Yoonai is a PhD student in Human Geography. Her research examines how ‘unpredictability’ has emerged as a mode of living in cities and its implication for urban inequality in the context of South Korea.
In her fieldworks in Seoul, she has made an ethnographic observation on coworking spaces and short-term workers who float around to work without fixed workspaces. Her observation centres on how the repeatedly unpredictable life conditions of short-term workers shape their use of time-space, organisation of resources, and imagination of what one could be in the future. Her aim is to understand how uncertainty that historically enabled socio-spatial mobility during compressed urbanisation and development in Korea is unevenly experienced by different groups of people in cities.

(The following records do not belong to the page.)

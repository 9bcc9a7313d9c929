use uuid::Uuid;

pub mod item;
pub mod watch_entry;

// Re-exports for convenience
pub use item::*;
pub use watch_entry::*;

// Helper function to generate IDs in the format stored in the database
pub fn generate_id() -> String {
    Uuid::new_v4().simple().to_string()
}
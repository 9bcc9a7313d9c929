use std::collections::HashMap;
use std::sync::Arc;
use std::time::Duration;

use tokio::sync::{Semaphore, watch};
use tokio::task::JoinSet;
use tracing::{debug, info, warn};

use crate::models::{NormalizedItem, WatchEntry};
use crate::notify::Notifier;
use crate::sources::SourceAdapter;
use crate::store::{DedupStore, WatchRegistry};
use crate::translate::Translator;
use crate::utils::error::FetchError;

/// Timing and fan-out knobs for the polling loop.
#[derive(Debug, Clone)]
pub struct PollSettings {
    /// Sleep between cycles.
    pub check_interval: Duration,
    /// Upper bound on a single adapter call.
    pub fetch_timeout: Duration,
    /// Cap on in-flight adapter calls within one cycle.
    pub max_concurrent_fetches: usize,
}

/// One failed adapter call, kept as a first-class value in the cycle report
/// rather than a side-channel log line.
#[derive(Debug)]
pub struct FetchFailure {
    pub source_id: &'static str,
    pub query: String,
    pub error: FetchError,
}

/// Outcome of a single cycle. Returned by `run_cycle` so tests can assert on
/// scheduling behavior deterministically.
#[derive(Debug, Default)]
pub struct CycleReport {
    pub entries: usize,
    pub queries: usize,
    pub fetches: usize,
    pub fetch_failures: Vec<FetchFailure>,
    pub items_seen: usize,
    pub items_new: usize,
    pub deliveries: usize,
    pub delivery_failures: usize,
    pub store_failures: usize,
    /// Set when a shutdown signal interrupted the fan-out.
    pub aborted: bool,
}

struct FetchOutcome {
    source_id: &'static str,
    query: String,
    result: Result<Vec<NormalizedItem>, FetchError>,
}

/// The polling and deduplication engine. Owns its lifecycle: `run` loops
/// until the shutdown signal flips, `run_cycle` executes exactly one pass.
///
/// Per cycle: snapshot the watch registry, fan each distinct query out
/// across every adapter (bounded concurrency), gate every returned item
/// through the dedup store's atomic insert, then deliver survivors to every
/// entry watching that query. Items are marked announced before delivery,
/// so a crash between mark and send loses at most that delivery and never
/// produces duplicates across restarts.
pub struct PollScheduler {
    registry: WatchRegistry,
    dedup: DedupStore,
    adapters: Vec<Arc<dyn SourceAdapter>>,
    notifier: Arc<dyn Notifier>,
    translator: Option<Arc<dyn Translator>>,
    settings: PollSettings,
}

impl PollScheduler {
    pub fn new(
        registry: WatchRegistry,
        dedup: DedupStore,
        adapters: Vec<Arc<dyn SourceAdapter>>,
        notifier: Arc<dyn Notifier>,
        translator: Option<Arc<dyn Translator>>,
        settings: PollSettings,
    ) -> Self {
        Self {
            registry,
            dedup,
            adapters,
            notifier,
            translator,
            settings,
        }
    }

    /// Run until `shutdown` flips to true. The loop itself is the top-level
    /// recovery boundary: cycle failures are reported and the next tick
    /// proceeds regardless.
    pub async fn run(&self, mut shutdown: watch::Receiver<bool>) {
        info!(
            interval_secs = self.settings.check_interval.as_secs(),
            sources = self.adapters.len(),
            "poll scheduler started"
        );

        while !*shutdown.borrow() {
            let report = self.cycle(Some(&shutdown)).await;
            info!(
                entries = report.entries,
                queries = report.queries,
                new_items = report.items_new,
                deliveries = report.deliveries,
                delivery_failures = report.delivery_failures,
                fetch_failures = report.fetch_failures.len(),
                "done checking alerts, sleeping until next cycle"
            );

            tokio::select! {
                _ = tokio::time::sleep(self.settings.check_interval) => {}
                _ = shutdown.changed() => break,
            }
        }

        info!("poll scheduler stopped");
    }

    /// Execute exactly one cycle. Used directly by tests.
    pub async fn run_cycle(&self) -> CycleReport {
        self.cycle(None).await
    }

    async fn cycle(&self, shutdown: Option<&watch::Receiver<bool>>) -> CycleReport {
        let mut report = CycleReport::default();

        let entries = match self.registry.list_all().await {
            Ok(entries) => entries,
            Err(e) => {
                // Retried on the next tick; nothing has been marked yet.
                warn!(error = %e, "failed to load watch entries, skipping cycle");
                report.store_failures += 1;
                return report;
            }
        };
        report.entries = entries.len();

        let mut watchers_by_query: HashMap<String, Vec<WatchEntry>> = HashMap::new();
        for entry in entries {
            watchers_by_query
                .entry(entry.query.clone())
                .or_default()
                .push(entry);
        }
        report.queries = watchers_by_query.len();

        let semaphore = Arc::new(Semaphore::new(self.settings.max_concurrent_fetches));
        let mut fetches: JoinSet<FetchOutcome> = JoinSet::new();

        'dispatch: for query in watchers_by_query.keys() {
            for adapter in &self.adapters {
                if shutdown.is_some_and(|s| *s.borrow()) {
                    report.aborted = true;
                    break 'dispatch;
                }

                // Acquiring before spawn bounds the fan-out and keeps the
                // dispatch loop responsive to shutdown between calls.
                let permit = match Arc::clone(&semaphore).acquire_owned().await {
                    Ok(permit) => permit,
                    Err(_) => break 'dispatch,
                };

                // Acquiring can block behind in-flight fetches; re-check so a
                // signal raised meanwhile is observed within one fetch timeout.
                if shutdown.is_some_and(|s| *s.borrow()) {
                    report.aborted = true;
                    break 'dispatch;
                }

                let adapter = Arc::clone(adapter);
                let query = query.clone();
                let timeout = self.settings.fetch_timeout;
                fetches.spawn(async move {
                    let _permit = permit;
                    let source_id = adapter.id();
                    let result = match tokio::time::timeout(timeout, adapter.fetch(&query)).await {
                        Ok(result) => result,
                        Err(_) => Err(FetchError::Timeout(timeout)),
                    };
                    FetchOutcome {
                        source_id,
                        query,
                        result,
                    }
                });
            }
        }

        if report.aborted {
            // In-flight fetches have no side effects beyond the network
            // call; abandoning them cannot leave partial dedup state.
            fetches.abort_all();
        }

        while let Some(joined) = fetches.join_next().await {
            let outcome = match joined {
                Ok(outcome) => outcome,
                Err(e) if e.is_cancelled() => continue,
                Err(e) => {
                    warn!(error = %e, "fetch task failed to complete");
                    continue;
                }
            };

            report.fetches += 1;
            match outcome.result {
                Ok(items) => {
                    let watchers = watchers_by_query
                        .get(&outcome.query)
                        .map(Vec::as_slice)
                        .unwrap_or(&[]);
                    self.process_items(outcome.source_id, items, watchers, &mut report)
                        .await;
                }
                Err(error) => {
                    warn!(
                        source = outcome.source_id,
                        query = %outcome.query,
                        error = %error,
                        "source check failed"
                    );
                    report.fetch_failures.push(FetchFailure {
                        source_id: outcome.source_id,
                        query: outcome.query,
                        error,
                    });
                }
            }
        }

        report
    }

    async fn process_items(
        &self,
        source_id: &'static str,
        items: Vec<NormalizedItem>,
        watchers: &[WatchEntry],
        report: &mut CycleReport,
    ) {
        for mut item in items {
            report.items_seen += 1;

            match self.dedup.is_announced(source_id, &item.item_id).await {
                Ok(true) => {
                    debug!(source = source_id, item = %item.item_id, "already announced");
                    continue;
                }
                Ok(false) => {}
                Err(e) => {
                    // Item stays unmarked and is retried next cycle.
                    warn!(source = source_id, item = %item.item_id, error = %e, "dedup lookup failed");
                    report.store_failures += 1;
                    continue;
                }
            }

            match self.dedup.mark_announced(source_id, &item.item_id).await {
                Ok(true) => {}
                Ok(false) => {
                    // A concurrent cycle claimed it first.
                    debug!(source = source_id, item = %item.item_id, "lost dedup race");
                    continue;
                }
                Err(e) => {
                    warn!(source = source_id, item = %item.item_id, error = %e, "dedup insert failed");
                    report.store_failures += 1;
                    continue;
                }
            }

            report.items_new += 1;

            if let Some(translator) = &self.translator {
                match translator.translate(&item.title).await {
                    Ok(translated) => item.title = translated,
                    Err(e) => {
                        debug!(item = %item.item_id, error = %e, "translation failed, keeping original title");
                    }
                }
            }

            for watcher in watchers {
                match self.notifier.deliver(&watcher.channel_id, &item).await {
                    Ok(()) => report.deliveries += 1,
                    Err(e) => {
                        // The item is already marked announced; the missed
                        // delivery is surfaced here and not retried.
                        warn!(
                            channel = %watcher.channel_id,
                            item = %item.item_id,
                            error = %e,
                            "delivery failed"
                        );
                        report.delivery_failures += 1;
                    }
                }
            }
        }
    }
}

Prior to coming to LSE, she worked in a research project on urbanisation of East Asian Cities at Seoul National University (2015-2018), where she holds MA and BA in Geography. Through her previous involvement in urban social movements on gentrification, eviction, and urban commons, she developed interests in researching the life of those who cannot afford to stay rooted.
Areas of interest
Critical theory, qualitative methods, precarity, inequality, socio-spatial mobility, urban commons, activism, South Korea
Academic supervisors
Prof Hyun Bang Shin
Prof Claire Mercer
Funding
LSE Studentship (2018-2022)
Kwanjeong Scholarship (2018-2022)
Recent works
Han, Y., & Lee, S. Y. (2020). Cracking territorial commons—the Gongyuji movement in Seoul, South Korea. In Capitalism and the Commons (pp. 117-132). Routledge.
Lee, S. Y., & Han, Y. (2020). When art meets monsters: Mapping art activism and anti-gentrification movements in Seoul. City, Culture and Society, 21, 100292.
[Book translation from English to Korean] De Angelis, M. (2017). De Angelis, M. (2017). Omnia sunt communia: On the commons and the transformation to postcapitalism. Bloomsbury Publishing.